Comparison Guide

Bombora vs. TechTarget Priority Engine

General B2B intent data vs. IT-specific intent.

Both Bombora and TechTarget sell intent data — signals that a company is researching topics relevant to your product. The difference is coverage and specificity. Bombora aggregates behavioral data from 5,000+ B2B publisher sites across 6,000+ topics — it is broad by design, covering everything from HR software to supply chain. TechTarget Priority Engine pulls signals exclusively from 150+ IT media properties — SearchCIO, SearchSecurity, TechTarget itself — which gives it the deepest available intent data for IT buying decisions. If you sell to IT buyers, TechTarget's signals are more precise. If you sell across industries or to non-IT buyers, Bombora's coverage is wider.

The key differences

Publisher network and topic coverage

Bombora's Co-op is 5,000+ publisher sites generating intent signals across 6,000+ topics. It covers the full B2B landscape — marketing, finance, HR, operations, IT. TechTarget operates 150+ owned IT media properties where the audience is explicitly IT and technology buyers. The signals are narrower in topic range but significantly stronger for IT purchase intent — the readers are actively evaluating vendors, not just browsing.

Signal quality for IT buyers

TechTarget's edge is audience quality. People visiting SearchSecurity or TechTarget are enterprise IT professionals actively doing vendor research. The intent signal is high-confidence. Bombora's network captures a wider net, including people who read a single article tangentially related to your topic. For IT vendors, TechTarget's precision is worth the narrower coverage. For companies selling to mixed audiences, Bombora's breadth is essential.

Pricing and contract structure

Both require annual contracts at significant minimums. Bombora is $25,000+/year depending on the number of intent topics and seats. TechTarget Priority Engine is $30,000+/year. Neither is a casual purchase. Both are enterprise sales with multi-week procurement cycles. Trial access is limited, so evaluating fit requires talking to their sales teams and getting account-specific overlap analysis.

Side-by-side comparison

 BomboraTechTarget Priority Engine
Pricing$25K+/year$30K+/year
Publisher network5,000+ B2B publisher sites150+ owned IT media properties
Topic breadth6,000+ topics, all B2B verticalsIT/tech focused — narrower but deeper
Signal quality for IT buyersGood — broad coverageExcellent — active vendor research audience
Non-IT verticalsStrong — HR, finance, ops, marketingWeak — built for IT buyers
Account-level vs. contact-levelAccount-level + contact surgeAccount-level + named prospect matching
CRM integrationsSalesforce, HubSpot, Marketo, most major CRMsSalesforce, HubSpot, Marketo
Best forCompanies selling across multiple verticals who need broad intent coverageIT vendors and enterprise software companies where IT buying signals are the primary indicator

The verdict

Bombora for companies selling across multiple industries where IT is one vertical among several — the breadth of topic and publisher coverage is unmatched. TechTarget Priority Engine for IT vendors and enterprise software companies where the buyer is explicitly an IT decision-maker — the signal quality and audience specificity justify the premium. If you sell cybersecurity, infrastructure, or enterprise software to IT buyers, TechTarget's data is worth evaluating seriously alongside or instead of Bombora.

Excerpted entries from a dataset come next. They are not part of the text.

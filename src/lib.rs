// Housing Reconcile - Core Library
// Cross-store consistency checks and confirmed fixups for housing records.
// Exposes all modules for use in the CLI and tests.

pub mod error;
pub mod record;
pub mod schema;         // Shape Layer - field coercion with defaults
pub mod store;          // Store traits + in-memory stores
pub mod db;             // SQLite stores + patch journal
pub mod entities;       // Tenure / Asset / Person
pub mod reconciliation; // Mismatch detection + tenure cross-check
pub mod patch;          // Confirmed patch applier
pub mod backfill;       // Paged scan-and-patch passes
pub mod progress;
pub mod tabular;        // CSV / TSV + table export
pub mod alerts;         // Alert-to-person resolution
pub mod crossref;       // Relational alert rows vs person records
pub mod fixups;         // Asset-tenure fixups
pub mod config;

// Re-export commonly used types
pub use error::{Error, Result};
pub use record::VersionedRecord;
pub use schema::{coerce, Coerced, CoercionReport, FieldKind, FieldOrigin, Shape, Shaped};
pub use store::{
    lookup, lookup_unique, scan_all, DocumentStore, IndexMatch, KeyValueStore, Loaded,
    MemoryIndex, MemoryTable, PageToken, RecordLoader, ScanPage, SearchQuery, SecondaryIndex,
    WriteCondition,
};
pub use db::{
    get_events_for_record, import_into_index, import_into_table, insert_event, load_json_items,
    open_database, patched_record_ids, query_records, setup_database, SqliteIndex, SqliteTable,
};
pub use entities::{Asset, AssetTenure, HouseholdMember, Person, PersonTenure, Tenure};
pub use reconciliation::{
    detect, CrossCheckReport, Dependent, FieldMap, Mismatch, MismatchDetector, TenureCrossCheck,
};
pub use patch::{
    ApplyOutcome, ApplyReport, AssumeYes, Confirm, ConsolePrompt, FieldUpdates, PatchApplier,
    PatchEvent, WriteMode,
};
pub use backfill::{Assignment, Backfill, FieldRule};
pub use progress::{PassTally, ProgressReporter};
pub use config::{Settings, Stage};

/// Library version
pub const VERSION: &str = env!("CARGO_PKG_VERSION");
/// Re-read the table and (optionally) the search index for every fixup
pub fn verify(
    assets: &dyn KeyValueStore,
    index: Option<&dyn DocumentStore>,
    fixups: &[Fixup],
) -> Result<Vec<VerifyFinding>> {
    let mut findings = Vec::new();

    for fixup in fixups.iter().rev() {
        info!("Verifying property {}", fixup.prop_id);
        let Some(expected) = fixup.proposed() else {
            continue;
        };
        let before = findings.len();

        match assets.get(&fixup.prop_id)? {
            Some(record) => verify_body(assets.name(), fixup, expected, &record.to_item(), &mut findings),
            None => findings.push(VerifyFinding::Missing {
                store: assets.name().to_string(),
                prop_id: fixup.prop_id.clone(),
            }),
        }

        if let Some(index) = index {
            match index.get(&fixup.prop_id)? {
                Some(doc) => verify_body(index.index_name(), fixup, expected, &doc, &mut findings),
                None => findings.push(VerifyFinding::Missing {
                    store: index.index_name().to_string(),
                    prop_id: fixup.prop_id.clone(),
                }),
            }
        }

        let new = &findings[before..];
        if new.iter().any(|f| f.is_warning()) {
            warn!("WARNING: Property {} - {} has a leasehold", fixup.prop_id, fixup.prop_ref);
        }
        if new.iter().all(|f| f.is_warning()) {
            info!("Property {} has been updated correctly", fixup.prop_id);
        }
    }

    Ok(findings)
}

Frequently asked questions

Can you use both Bombora and TechTarget at the same time?

Yes — and some enterprise tech vendors do. Bombora gives broad market coverage; TechTarget adds high-confidence IT-specific signals. The overlap is meaningful but not complete. The question is whether the marginal signal improvement justifies paying $50K+/year total for two intent data vendors.

How do I evaluate which intent data vendor is right for us?

Request an account overlap analysis from both vendors — they will typically show you how many of your target accounts appear in their data and with what topics. Compare the coverage against your actual ICP. If your ICP is heavily IT-weighted, TechTarget's coverage of your target accounts will likely be stronger.

Is intent data worth it at $25-30K/year?

Only if your team can act on it. Intent data surfaces accounts in an active buying cycle — but it requires someone to prioritize those accounts, pull contact data, and run outreach quickly. If the signals sit in your CRM unacted on, you are wasting the spend. Intent data amplifies a working outbound motion; it does not create one.